I don't think the controversy was clearly recognized until recently.
The killer for this on DTDs for me was the "non-validating parsers not
obligated to read external subset" clause, which made it downright
dangerous to rely on this behavior.
RELAX's avoidance of this 'feature' was pretty clearly a step forward,
IMHO. It might not be a bad idea to create a simple language that
specifies default values of elements and attributes - and does nothing
else - implemented through XSLT. (I hope someone's done that, but my
memory's failing me now.) That would provide the functionality but also
make clear that it requires a particular application context - both good
> 2) Type information. My guess is that this is where the greatest
> controversy / utility is. On the utility side, it means you can do
> type-aware programming. On the controversy side, it means you can do
> type-aware programming :)
Markup lets you identify types with these funky things called element
and attribute names. You can provide extra information about elements
with attributes, but extra information about attributes - uh, where does
it go? DT4DTD gave it a shot, but I just don't think it works too well.
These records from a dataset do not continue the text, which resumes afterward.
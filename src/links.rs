//! Link extraction
//!
//! Collects the targets a link-graph consumer needs from a parsed document.

use crate::ast::{InlineToken, ParseResult};
use std::collections::HashSet;

fn collect_unique<'t>(
    result: &'t ParseResult,
    select: impl Fn(&'t InlineToken) -> Option<&'t str>,
) -> Vec<String> {
    let mut seen = HashSet::new();
    let mut targets = Vec::new();

    result.visit_inline(|token| {
        if let Some(target) = select(token) {
            if seen.insert(target) {
                targets.push(target.to_string());
            }
        }
    });

    targets
}

/// Unique wikilink targets in first-occurrence order
///
/// Targets are returned verbatim, anchors included.
/// Use [`WikiLink::note_name`](crate::ast::WikiLink::note_name) to strip them.
///
/// # Example
/// ```
/// use obsidian_markdown::prelude::*;
///
/// let result = parse("[[B]] and [[A|alias]]\n\n> [!note]\n> [[B]] again, [[C#Part]]");
///
/// assert_eq!(collect_wikilinks(&result), vec!["B", "A", "C#Part"]);
/// ```
#[cfg_attr(feature = "tracing", tracing::instrument(skip_all, ret))]
#[must_use]
pub fn collect_wikilinks(result: &ParseResult) -> Vec<String> {
    collect_unique(result, |token| match token {
        InlineToken::WikiLink(link) => Some(link.target.as_str()),
        _ => None,
    })
}

/// Unique embed targets in first-occurrence order
#[cfg_attr(feature = "tracing", tracing::instrument(skip_all, ret))]
#[must_use]
pub fn collect_embeds(result: &ParseResult) -> Vec<String> {
    collect_unique(result, |token| match token {
        InlineToken::Embed { target } => Some(target.as_str()),
        _ => None,
    })
}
Using DTDs to identify ID attributes has also been a problem for XSLT.
There are lots of people who want to slap their existing typed data into
markup without switching from a OOP or RDBMS notion of types to a
recognition that "element type declarations" are what they say they
are. To me, this suggests these people haven't thought through why
they're using markup in the least, and that seems plain old dangerous.
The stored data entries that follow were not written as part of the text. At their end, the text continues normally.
//! Typed access to frontmatter properties

use super::Note;
use crate::error::Error;
use serde::de::DeserializeOwned;

impl Note {
    /// Deserialize the frontmatter into `T`
    ///
    /// The frontmatter is converted to a YAML mapping first, so any
    /// `T: Deserialize` that fits the properties works, including
    /// `HashMap<String, serde_yml::Value>`.
    ///
    /// # Errors
    /// - [`Error::Yaml`] if the properties do not match `T`
    ///
    /// # Example
    /// ```
    /// use obsidian_markdown::prelude::*;
    /// use serde::Deserialize;
    ///
    /// #[derive(Deserialize)]
    /// struct Properties {
    ///     topic: String,
    ///     tags: Vec<String>,
    /// }
    ///
    /// let note = Note::from_string("---\ntopic: life\ntags: [a, b]\n---\n", None::<&str>);
    /// let properties: Properties = note.properties().unwrap();
    ///
    /// assert_eq!(properties.topic, "life");
    /// assert_eq!(properties.tags, vec!["a", "b"]);
    /// ```
    pub fn properties<T>(&self) -> Result<T, Error>
    where
        T: DeserializeOwned,
    {
        let value = self.frontmatter().to_yaml();
        Ok(serde_yml::from_value(value)?)
    }
}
(Sadly, it's dangerous both to them and to XML - damaging both XML's
reputation and inflicting enormous specs on what was in theory supposed
to make markup _less_ complicated but still powerful.)
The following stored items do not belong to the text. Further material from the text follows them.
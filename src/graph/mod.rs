//! Link graph over parsed documents
//!
//! Nodes are note names. An edge `A -> B` exists when `A` contains a wikilink
//! whose [`note_name`](crate::ast::WikiLink::note_name) resolves to `B`.
//! Links to unknown notes and self-links are ignored.
//!
//! Resolution: an exact name wins, otherwise the last `/` segment of a path-like
//! target (`[[folder/Note]]`) is tried.
//!
//! # Example
//! ```
//! use obsidian_markdown::prelude::*;
//!
//! let a = parse("[[B]] and [[C#Part]]");
//! let b = parse("back to [[A]]");
//! let c = parse("nothing");
//!
//! let graph = LinkGraph::build([("A", &a), ("B", &b), ("C", &c)]);
//!
//! assert_eq!(graph.outgoing("A"), vec!["B", "C"]);
//! assert_eq!(graph.backlinks("A"), vec!["B"]);
//! assert_eq!(graph.siblings("B"), vec!["C"]);
//! ```

#[cfg(feature = "petgraph")]
pub mod graph_export;

use crate::ast::{InlineToken, ParseResult};
use std::collections::{BTreeMap, BTreeSet};

type Edges = BTreeMap<String, BTreeSet<String>>;

/// Directed wikilink graph with backlink lookups
#[derive(Debug, Clone, Default, PartialEq, Eq)]
pub struct LinkGraph {
    outgoing: Edges,
    backlinks: Edges,
}

/// Note names linked from `result`, anchors stripped, in document order
fn link_targets(result: &ParseResult) -> Vec<&str> {
    let mut targets = Vec::new();

    result.visit_inline(|token| {
        if let InlineToken::WikiLink(link) = token {
            targets.push(link.note_name());
        }
    });

    targets
}

impl LinkGraph {
    /// Build the graph from `(name, parse result)` pairs
    #[cfg_attr(feature = "tracing", tracing::instrument(skip_all))]
    pub fn build<'a>(notes: impl IntoIterator<Item = (&'a str, &'a ParseResult)>) -> Self {
        let links: Vec<_> = notes
            .into_iter()
            .map(|(name, result)| (name, link_targets(result)))
            .collect();

        Self::from_links(links)
    }

    /// Parallel [`LinkGraph::build`]
    #[cfg(feature = "rayon")]
    #[cfg_attr(docsrs, doc(cfg(feature = "rayon")))]
    #[cfg_attr(feature = "tracing", tracing::instrument(skip_all))]
    #[must_use]
    pub fn par_build(notes: &[(&str, &ParseResult)]) -> Self {
        use rayon::prelude::*;

        let links: Vec<_> = notes
            .par_iter()
            .map(|(name, result)| (*name, link_targets(result)))
            .collect();

        Self::from_links(links)
    }

    fn from_links(links: Vec<(&str, Vec<&str>)>) -> Self {
        let mut graph = Self::default();

        for (name, _) in &links {
            graph.outgoing.entry((*name).to_string()).or_default();
            graph.backlinks.entry((*name).to_string()).or_default();
        }

        for (source, targets) in links {
            for target in targets {
                let Some(target) = graph.resolve(target) else {
                    continue;
                };

                if target == source {
                    continue;
                }

                let target = target.to_string();
                graph
                    .backlinks
                    .entry(target.clone())
                    .or_default()
                    .insert(source.to_string());
                graph.outgoing.entry(source.to_string()).or_default().insert(target);
            }
        }

        #[cfg(feature = "tracing")]
        tracing::debug!(
            "Link graph built: {} notes, {} edges",
            graph.outgoing.len(),
            graph.edge_count()
        );

        graph
    }

    fn resolve<'s>(&'s self, target: &str) -> Option<&'s str> {
        if let Some((name, _)) = self.outgoing.get_key_value(target) {
            return Some(name);
        }

        let (_, file_name) = target.rsplit_once('/')?;
        self.outgoing
            .get_key_value(file_name)
            .map(|(name, _)| name.as_str())
    }

    fn neighbours<'s>(edges: &'s Edges, name: &str) -> Vec<&'s str> {
        edges
            .get(name)
            .map(|names| names.iter().map(String::as_str).collect())
            .unwrap_or_default()
    }

    /// All note names, sorted
    #[must_use]
    pub fn notes(&self) -> Vec<&str> {
        self.outgoing.keys().map(String::as_str).collect()
    }

    /// Number of distinct edges
    #[must_use]
    pub fn edge_count(&self) -> usize {
        self.outgoing.values().map(BTreeSet::len).sum()
    }

    /// Notes `name` links to, sorted and unique
    #[must_use]
    pub fn outgoing(&self, name: &str) -> Vec<&str> {
        Self::neighbours(&self.outgoing, name)
    }

    /// Notes linking to `name`, sorted and unique
    #[must_use]
    pub fn backlinks(&self, name: &str) -> Vec<&str> {
        Self::neighbours(&self.backlinks, name)
    }

    /// Notes sharing at least one backlink source with `name`
    ///
    /// Sorted and unique, `name` itself excluded.
    #[must_use]
    pub fn siblings(&self, name: &str) -> Vec<&str> {
        let siblings: BTreeSet<&str> = self
            .backlinks(name)
            .into_iter()
            .flat_map(|source| self.outgoing(source))
            .filter(|sibling| *sibling != name)
            .collect();

        siblings.into_iter().collect()
    }
}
> 3) Validation information. Other than wasting space, my guess is that
> virtually everybody will ignore this. It seems that the only people who
> would be interested are a very small group of applications such as
> validators and editors who want to tell the user where their document is
I don't have much trouble with anyone doing yes-no validity, whatever
toolset they choose. Keeping that information around? Error messages
and warnings in attributes seem appropriate.
The more exciting flip-side to this is issues of partial validity. Rick
Jelliffe's pretty convincing on the possibilities of both partial
validity and partial well-formedness, but it's kind of a dark area that
specs don't seem to want to ponder too deeply.
Ring around the content, a pocket full of brackets
Errors, errors, all fall down!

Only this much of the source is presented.